### What is required
Print the line where "if let Some(household_seed)" occurs and every line that follows it in the data below, ending with the last line, precisely as written.

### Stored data
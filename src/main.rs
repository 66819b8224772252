use std::fs;
use std::path::{Path, PathBuf};
use std::process::ExitCode;

use clap::{Parser, ValueEnum};
use log::{error, info};
use rayon::prelude::*;

use household_occupancy::chronology::DayCountRule;
use household_occupancy::export;
use household_occupancy::{
    Datasets, Household, HouseholdSeeds, HouseholdSpec, SimulationConfig, SimulationError,
};

#[derive(Clone, Copy, Debug, PartialEq, Eq, ValueEnum)]
enum OutputFormat {
    Json,
    Csv,
}

impl OutputFormat {
    fn extension(&self) -> &'static str {
        match self {
            OutputFormat::Json => "json",
            OutputFormat::Csv => "csv",
        }
    }
}

#[derive(Parser, Debug)]
#[command(name = "household_occupancy")]
#[command(about = "Generate yearly ten-minute household occupancy chains")]
struct Args {
    /// Directory holding households.json, appliances.json and clusters.json
    #[arg(short, long, default_value = "data/demo")]
    data: PathBuf,

    /// Year to simulate (overrides the config file)
    #[arg(short, long)]
    year: Option<i32>,

    /// Master seed (uses random seed if not specified)
    #[arg(short, long)]
    seed: Option<u64>,

    /// Number of households; household i uses seed + i
    #[arg(short = 'n', long, default_value = "1")]
    count: usize,

    /// Keep every household's members, appliances and clusters as drawn from
    /// this seed, so the batch only varies in occupancy
    #[arg(long)]
    household_seed: Option<u64>,

    /// Fixed occupancy sampling seed for every household
    #[arg(long)]
    occupancy_seed: Option<u64>,

    /// Directory for result files
    #[arg(short, long, default_value = "output")]
    output: PathBuf,

    /// Result file format
    #[arg(short, long, value_enum, default_value = "json")]
    format: OutputFormat,

    /// JSON simulation config
    #[arg(short, long)]
    config: Option<PathBuf>,

    /// JSON household spec with explicit members and/or appliances
    #[arg(long)]
    household: Option<PathBuf>,

    /// Household name prefix
    #[arg(long, default_value = "household")]
    name: String,

    /// Use the 355-day count for non-leap years
    #[arg(long)]
    legacy_day_count: bool,

    /// Reject days with runs shorter than the minimum run length
    #[arg(long)]
    min_duration: bool,
}

fn main() -> ExitCode {
    let (global_level, my_code_level) = if cfg!(debug_assertions) {
        (log::LevelFilter::Warn, log::LevelFilter::Debug)
    } else {
        (log::LevelFilter::Warn, log::LevelFilter::Info)
    };

    let mut builder = env_logger::Builder::new();
    builder
        .filter(None, global_level)
        .filter(Some("household_occupancy"), my_code_level)
        .parse_default_env()
        .init();

    let args = Args::parse();
    match run(&args) {
        Ok(()) => ExitCode::SUCCESS,
        Err(e) => {
            error!("{}", e);
            ExitCode::FAILURE
        }
    }
}

fn run(args: &Args) -> Result<(), SimulationError> {
    let mut config = match &args.config {
        Some(path) => SimulationConfig::load(path)?,
        None => SimulationConfig::default(),
    };
    if let Some(year) = args.year {
        config.year = year;
    }
    if args.legacy_day_count {
        config.day_count_rule = DayCountRule::Legacy;
    }
    if args.min_duration {
        config.validation.require_min_duration = true;
    }
    config.check()?;

    let spec = match &args.household {
        Some(path) => HouseholdSpec::load(path)?,
        None => HouseholdSpec::default(),
    };
    let datasets = Datasets::load_from(&args.data)?;
    fs::create_dir_all(&args.output)?;

    let seed = args.seed.unwrap_or_else(rand::random);
    info!(
        "simulating {} household(s) for {} with seed {}",
        args.count, config.year, seed
    );

    (0..args.count)
        .into_par_iter()
        .map(|i| {
            let name = format!("{}_{}", args.name, i);
            let seeds = household_seeds(args, seed.wrapping_add(i as u64));
            let household = Household::new(&name, &spec, &datasets, &config, seeds)?;
            let result = household.simulate(config.year)?;

            let path = output_path(&args.output, &name, args.format);
            match args.format {
                OutputFormat::Json => export::write_json(&result, &path)?,
                OutputFormat::Csv => export::write_csv(&result, &path)?,
            }
            info!("wrote {}", path.display());
            Ok(())
        })
        .collect::<Result<Vec<()>, SimulationError>>()?;

    Ok(())
}

fn household_seeds(args: &Args, master: u64) -> HouseholdSeeds {
    let mut builder = HouseholdSeeds::builder(master);
    if let Some(household_seed) = args.household_seed {
        builder = builder.same_household_as(household_seed);
    }
    if let Some(occupancy_seed) = args.occupancy_seed {
        builder = builder.occupancy(occupancy_seed);
    }
    builder.build()
}

fn output_path(dir: &Path, name: &str, format: OutputFormat) -> PathBuf {
    dir.join(format!("{}.{}", name, format.extension()))
}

### Expected answer
    if let Some(household_seed) = args.household_seed {
        builder = builder.same_household_as(household_seed);
    }
    if let Some(occupancy_seed) = args.occupancy_seed {
        builder = builder.occupancy(occupancy_seed);
    }
    builder.build()
}

fn output_path(dir: &Path, name: &str, format: OutputFormat) -> PathBuf {
    dir.join(format!("{}.{}", name, format.extension()))
}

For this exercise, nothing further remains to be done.